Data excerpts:
::::::::

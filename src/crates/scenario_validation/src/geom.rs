//! Planar geometry shared by world snapshots, checks, and exported validation geometry.

use std::f64::consts::PI;
use std::ops::{Add, Sub};

use serde::{Deserialize, Serialize};

/// A position on the field, in metres.
#[derive(Debug, Clone, Copy, Default, PartialEq, Serialize, Deserialize)]
pub struct Point {
    pub x: f64,
    pub y: f64,
}

impl Point {
    pub const fn new(x: f64, y: f64) -> Self {
        Self { x, y }
    }

    pub fn distance(&self, other: Point) -> f64 {
        (*self - other).length()
    }
}

/// A displacement or velocity, in metres (per second).
#[derive(Debug, Clone, Copy, Default, PartialEq, Serialize, Deserialize)]
pub struct Vector {
    pub x: f64,
    pub y: f64,
}

impl Vector {
    pub const fn new(x: f64, y: f64) -> Self {
        Self { x, y }
    }

    /// Unit vector pointing along `radians`.
    pub fn from_angle(radians: f64) -> Self {
        Self::new(radians.cos(), radians.sin())
    }

    pub fn length(&self) -> f64 {
        self.x.hypot(self.y)
    }

    /// Direction in radians, in `(-PI, PI]`.
    pub fn orientation(&self) -> f64 {
        self.y.atan2(self.x)
    }

    pub fn scale(&self, factor: f64) -> Self {
        Self::new(self.x * factor, self.y * factor)
    }
}

impl Sub for Point {
    type Output = Vector;

    fn sub(self, rhs: Point) -> Vector {
        Vector::new(self.x - rhs.x, self.y - rhs.y)
    }
}

impl Add<Vector> for Point {
    type Output = Point;

    fn add(self, rhs: Vector) -> Point {
        Point::new(self.x + rhs.x, self.y + rhs.y)
    }
}

/// Smallest absolute difference between two angles, in `[0, PI]`.
pub fn angle_difference(a: f64, b: f64) -> f64 {
    let diff = (a - b).rem_euclid(2.0 * PI);
    diff.min(2.0 * PI - diff)
}

#[derive(Debug, Clone, Copy, PartialEq, Serialize, Deserialize)]
pub struct Circle {
    pub origin: Point,
    pub radius: f64,
}

impl Circle {
    pub const fn new(origin: Point, radius: f64) -> Self {
        Self { origin, radius }
    }

    pub fn contains(&self, point: Point) -> bool {
        self.origin.distance(point) <= self.radius
    }
}

#[derive(Debug, Clone, Copy, PartialEq, Serialize, Deserialize)]
pub struct Segment {
    pub start: Point,
    pub end: Point,
}

impl Segment {
    pub const fn new(start: Point, end: Point) -> Self {
        Self { start, end }
    }
}

/// Axis-aligned rectangle spanned by two opposite corners.
#[derive(Debug, Clone, Copy, PartialEq, Serialize, Deserialize)]
pub struct Rectangle {
    pub min: Point,
    pub max: Point,
}

impl Rectangle {
    /// Build from any two opposite corners.
    pub fn new(a: Point, b: Point) -> Self {
        Self {
            min: Point::new(a.x.min(b.x), a.y.min(b.y)),
            max: Point::new(a.x.max(b.x), a.y.max(b.y)),
        }
    }

    pub fn contains(&self, point: Point) -> bool {
        point.x >= self.min.x
            && point.x <= self.max.x
            && point.y >= self.min.y
            && point.y <= self.max.y
    }

    pub fn centre(&self) -> Point {
        Point::new((self.min.x + self.max.x) / 2.0, (self.min.y + self.max.y) / 2.0)
    }

    pub fn to_polygon(&self) -> Polygon {
        Polygon::new(vec![
            self.min,
            Point::new(self.max.x, self.min.y),
            self.max,
            Point::new(self.min.x, self.max.y),
        ])
    }
}

#[derive(Debug, Clone, PartialEq, Serialize, Deserialize)]
pub struct Polygon {
    pub points: Vec<Point>,
}

impl Polygon {
    pub fn new(points: Vec<Point>) -> Self {
        Self { points }
    }

    /// Even-odd ray cast; points on an edge may land on either side.
    pub fn contains(&self, point: Point) -> bool {
        let count = self.points.len();
        if count < 3 {
            return false;
        }
        let mut inside = false;
        let mut j = count - 1;
        for i in 0..count {
            let a = self.points[i];
            let b = self.points[j];
            if (a.y > point.y) != (b.y > point.y)
                && point.x < (b.x - a.x) * (point.y - a.y) / (b.y - a.y) + a.x
            {
                inside = !inside;
            }
            j = i;
        }
        inside
    }
}

/// Area of the field a check cares about.
#[derive(Debug, Clone, PartialEq, Serialize, Deserialize)]
#[serde(tag = "shape", rename_all = "snake_case")]
pub enum Region {
    Rectangle(Rectangle),
    Circle(Circle),
    Polygon(Polygon),
}

impl Region {
    pub fn contains(&self, point: Point) -> bool {
        match self {
            Region::Rectangle(rectangle) => rectangle.contains(point),
            Region::Circle(circle) => circle.contains(point),
            Region::Polygon(polygon) => polygon.contains(point),
        }
    }
}

impl From<Rectangle> for Region {
    fn from(value: Rectangle) -> Self {
        Region::Rectangle(value)
    }
}

impl From<Circle> for Region {
    fn from(value: Circle) -> Self {
        Region::Circle(value)
    }
}

impl From<Polygon> for Region {
    fn from(value: Polygon) -> Self {
        Region::Polygon(value)
    }
}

::::::::

EXERCISE DIRECTIONS:
In the entries above, restate word for word the lines between the one holding "for i in 0..count" and the one holding "pub enum Region", inclusive, and nothing besides.

OUTPUT OF THE TASK:
        for i in 0..count {
            let a = self.points[i];
            let b = self.points[j];
            if (a.y > point.y) != (b.y > point.y)
                && point.x < (b.x - a.x) * (point.y - a.y) / (b.y - a.y) + a.x
            {
                inside = !inside;
            }
            j = i;
        }
        inside
    }
}

/// Area of the field a check cares about.
#[derive(Debug, Clone, PartialEq, Serialize, Deserialize)]
#[serde(tag = "shape", rename_all = "snake_case")]
pub enum Region {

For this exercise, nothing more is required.